Five months after two young cousins vanished while riding their bikes, residents of the northeast Iowa, United States, community where they were last seen are anxiously waiting to hear whether two bodies found by hunters are those of the missing girls.
The families of Elizabeth Collins and Lyric Cook were informed that the bodies were discovered on Wednesday(local time) in a wooded area, Black Hawk County sheriff's Captain Rick Abben said. Elizabeth was 8 and Lyric was 10 when they disappeared July 13 near a popular recreational lake in Evansdale, about 150 kilometres northeast of Des Moines.
Abben said the bodies were being sent to the state medical examiner's office for identification. He said he hoped to release more information Thursday afternoon (local time).
"It's definitely not the outcome that we wanted, obviously," said Abben, appearing to fight back tears. He spoke at a news conference in Evansdale, where the girls were being watched by their grandmother when they disappeared.
"This is a difficult thing for us to go through. It's a difficult thing for the community," he said.
In posting on her Facebook page Thursday, Heather Collins, Elizabeth's mother, wrote that the outcome saddened her but that now "we know our girls are dancing up with our saviour."
A message was left with Craig Ceilly, who has acted as the Collins family's media liaison in the past. Abben said the families had requested privacy.
The bodies were found at Seven Bridges Wildlife Area, about 40 kilometres from Evansdale, authorities said. Investigators from several agencies were working in the tree-covered area, which is intersected by the Wapsipinicon River and is popular for hunting and fishing.
"I would call it more of a secluded area," said Bremer County Sheriff Dewey Hildebrandt. "But it does get regular visits from people that like to use the outdoors."
Hildebrandt said investigators from his agency, the FBI and the Iowa Division of Criminal Investigation and others were processing the area as a crime scene and asked the media to stay away.
At the girls' schools, additional counsellors were made available for students and others, said Sharon Miller, the Waterloo schools spokeswoman. Lyric Cook would have been in fifth grade at Kingsley elementary in Waterloo and Elizabeth Collins would have been in fourth grade at Poyner school in Evandsale.
"We're making it available to anyone across our community who feels the need. We want them to know that's available to them," she said.
Iowa Senator Jeff Danielson, a Cedar Falls firefighter, said the case has affected everyone in the area deeply.
He is drafting proposed legislation that would provide faster distribution of information about missing children through law enforcement and social media. Last summer, some family and community members complained about a lack of information about the case.
"We believe that we can speed up the time that the public is aware of an abduction and let them be our eyes and ears in the immediate time frame," he said.
About 70 people attended a Wednesday night prayer vigil at Meyers Lake in Evansdale, where investigators had found the girls' bicycles and a pink purse hours after they went missing. Some were holding out hope that the bodies weren't those of the missing cousins, though others seemed resigned to accept tragic news.
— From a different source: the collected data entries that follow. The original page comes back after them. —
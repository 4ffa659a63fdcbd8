// Port for whatever supplies the registration records of one resolution run.
//
// Adapters implement it in adapters::outbound (in memory, JSON file).

use crate::modules::course_registrations::core::record::RegistrationRecord;
use async_trait::async_trait;
use thiserror::Error;

#[derive(Debug, Error, PartialEq, Eq)]
pub enum SourceError {
    #[error("io error: {0}")]
    Io(String),

    #[error("malformed registration records: {0}")]
    Malformed(String),

    #[error("backend error: {0}")]
    Backend(String),
}

#[async_trait]
pub trait RegistrationSource: Send + Sync {
    async fn load(&self) -> Result<Vec<RegistrationRecord>, SourceError>;
}
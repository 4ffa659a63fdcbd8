use crate::modules::course_registrations::use_cases::list_current_valid_participants::resolve::current_valid_participant_names;
use crate::modules::course_registrations::use_cases::list_current_valid_participants::source_port::{
    RegistrationSource, SourceError,
};
use std::sync::Arc;
use thiserror::Error;

#[derive(Debug, Error)]
pub enum ApplicationError {
    #[error(transparent)]
    Source(#[from] SourceError),
}

pub struct ListCurrentValidParticipantsHandler<TSource>
where
    TSource: RegistrationSource + Send + Sync + 'static,
{
    source: Arc<TSource>,
}

impl<TSource> ListCurrentValidParticipantsHandler<TSource>
where
    TSource: RegistrationSource + Send + Sync + 'static,
{
    pub fn new(source: Arc<TSource>) -> Self {
        Self { source }
    }

    #[tracing::instrument(skip(self))]
    pub async fn handle(&self) -> Result<Vec<String>, ApplicationError> {
        let records = self
            .source
            .load()
            .await
            .map_err(ApplicationError::Source)?;

        let names = current_valid_participant_names(&records);
        tracing::info!(
            records = records.len(),
            participants = names.len(),
            "resolved current valid participants"
        );
        Ok(names)
    }
}
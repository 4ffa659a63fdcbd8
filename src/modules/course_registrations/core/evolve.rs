use crate::modules::course_registrations::core::record::RegistrationRecord;
use crate::modules::course_registrations::core::state::CurrentRegistrationState;

/// Fold one record of a participant into that participant's current state.
///
/// A record replaces the current one only when it is strictly later, so on equal
/// timestamps the record seen first stays current.
pub fn evolve<'a>(
    state: CurrentRegistrationState<'a>,
    record: &'a RegistrationRecord,
) -> CurrentRegistrationState<'a> {
    match state {
        CurrentRegistrationState::None => CurrentRegistrationState::Current { record },
        CurrentRegistrationState::Current { record: current }
            if record.registration_date > current.registration_date =>
        {
            CurrentRegistrationState::Current { record }
        }
        state => state,
    }
}
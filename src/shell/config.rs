use std::path::PathBuf;
use thiserror::Error;

pub const REGISTRATIONS_PATH: &str = "REGISTRATIONS_PATH";
pub const PRETTY_OUTPUT: &str = "PRETTY_OUTPUT";

#[derive(Debug, Error, PartialEq, Eq)]
pub enum ConfigError {
    #[error("missing environment variable {0}")]
    Missing(&'static str),

    #[error("invalid value {value:?} for {key}")]
    Invalid { key: &'static str, value: String },
}

#[derive(Debug, Clone, PartialEq, Eq)]
pub struct Config {
    pub registrations_path: PathBuf,
    pub pretty_output: bool,
}

impl Config {
    pub fn from_env() -> Result<Self, ConfigError> {
        Self::from_lookup(|key| std::env::var(key).ok())
    }

    pub fn from_lookup(lookup: impl Fn(&str) -> Option<String>) -> Result<Self, ConfigError> {
        let registrations_path = lookup(REGISTRATIONS_PATH)
            .filter(|value| !value.trim().is_empty())
            .map(PathBuf::from)
            .ok_or(ConfigError::Missing(REGISTRATIONS_PATH))?;

        let pretty_output = match lookup(PRETTY_OUTPUT) {
            None => false,
            Some(value) => parse_flag(&value).ok_or(ConfigError::Invalid {
                key: PRETTY_OUTPUT,
                value,
            })?,
        };

        Ok(Self {
            registrations_path,
            pretty_output,
        })
    }
}

fn parse_flag(value: &str) -> Option<bool> {
    match value.trim().to_ascii_lowercase().as_str() {
        "1" | "true" | "yes" => Some(true),
        "0" | "false" | "no" | "" => Some(false),
        _ => None,
    }
}
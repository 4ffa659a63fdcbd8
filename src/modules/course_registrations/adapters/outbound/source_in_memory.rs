// In memory registration source.
//
// Purpose
// - Exercise the handler without touching the filesystem.
// - Simulate an unavailable source with toggle_offline.

use crate::modules::course_registrations::core::record::RegistrationRecord;
use crate::modules::course_registrations::use_cases::list_current_valid_participants::source_port::{
    RegistrationSource, SourceError,
};
use tokio::sync::RwLock;

#[derive(Default)]
pub struct InMemoryRegistrationSource {
    records: RwLock<Vec<RegistrationRecord>>,
    is_offline: bool,
}

impl InMemoryRegistrationSource {
    pub fn new() -> Self {
        Self::default()
    }

    pub fn with_records(records: Vec<RegistrationRecord>) -> Self {
        Self {
            records: RwLock::new(records),
            is_offline: false,
        }
    }

    pub async fn push(&self, record: RegistrationRecord) {
        self.records.write().await.push(record);
    }

    pub fn toggle_offline(&mut self) {
        self.is_offline = !self.is_offline;
    }
}

#[async_trait::async_trait]
impl RegistrationSource for InMemoryRegistrationSource {
    async fn load(&self) -> Result<Vec<RegistrationRecord>, SourceError> {
        if self.is_offline {
            return Err(SourceError::Backend("Registration source offline".into()));
        }

        Ok(self.records.read().await.clone())
    }
}
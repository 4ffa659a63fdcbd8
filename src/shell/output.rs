/// Render participant names as a JSON array for stdout.
pub fn render_names(names: &[String], pretty: bool) -> serde_json::Result<String> {
    if pretty {
        serde_json::to_string_pretty(names)
    } else {
        serde_json::to_string(names)
    }
}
"I don't want to think the worst, but two bodies. It's just really heartbreaking," said Amanda Mulzac, who lives in nearby Waterloo and was among hundreds of volunteers who helped in the initial search. "At their age I was out by myself, but now it's different. Hold your babies close."
Hundreds of volunteers helped investigators to search for girls, traipsing through cornfields and wooded areas in and around Evansdale, a city of 8000 residents. The mayor even joined the search in his private plane.
Days later, an FBI dive team brought in specialised equipment to search the bottom of the lake. Police then classified the case as an abduction.
Investigators had largely been tight-lipped in the months since. An FBI spokeswoman initially said investigators had reason to believe the girls were alive, but other investigators backtracked, saying only that there was no reason to believe the girls were dead.
Authorities had asked hunters to look out for the girls during the deer hunting season.
Jennifer Lancaster, chief law enforcement official for the Iowa Department of Natural Resources in northeastern Iowa, said she believed deer hunters stumbled upon the bodies and reported them immediately.
Investigators have looked into thousands of tips and chased multiple theories in the case.
They looked into Cook's parents, who had criminal records for prior involvement in making methamphetamine. Cook's father, Daniel Morrissey, is being prosecuted for domestic assault and a series of meth and other drug charges, and he backed out of a plea agreement with prosecutors the day before the disappearance. They have denied any involvement.
The region had rallied in support of the girls. Photographs of the cousins seemed to be everywhere in northeastern Iowa: on T-shirts and buttons worn by locals, and on fliers hung on gas station walls and in business windows. Last week, an anonymous donor pledged US$100,000 for information about the girls' whereabouts, on top of the US$50,000 that police had offered.
After Wednesday night's vigil, family friend Sarah Curl said it was a tight-knit, caring community.
"When something happens to one family it happens to all of our families," Curl said. "This could have happened to anyone."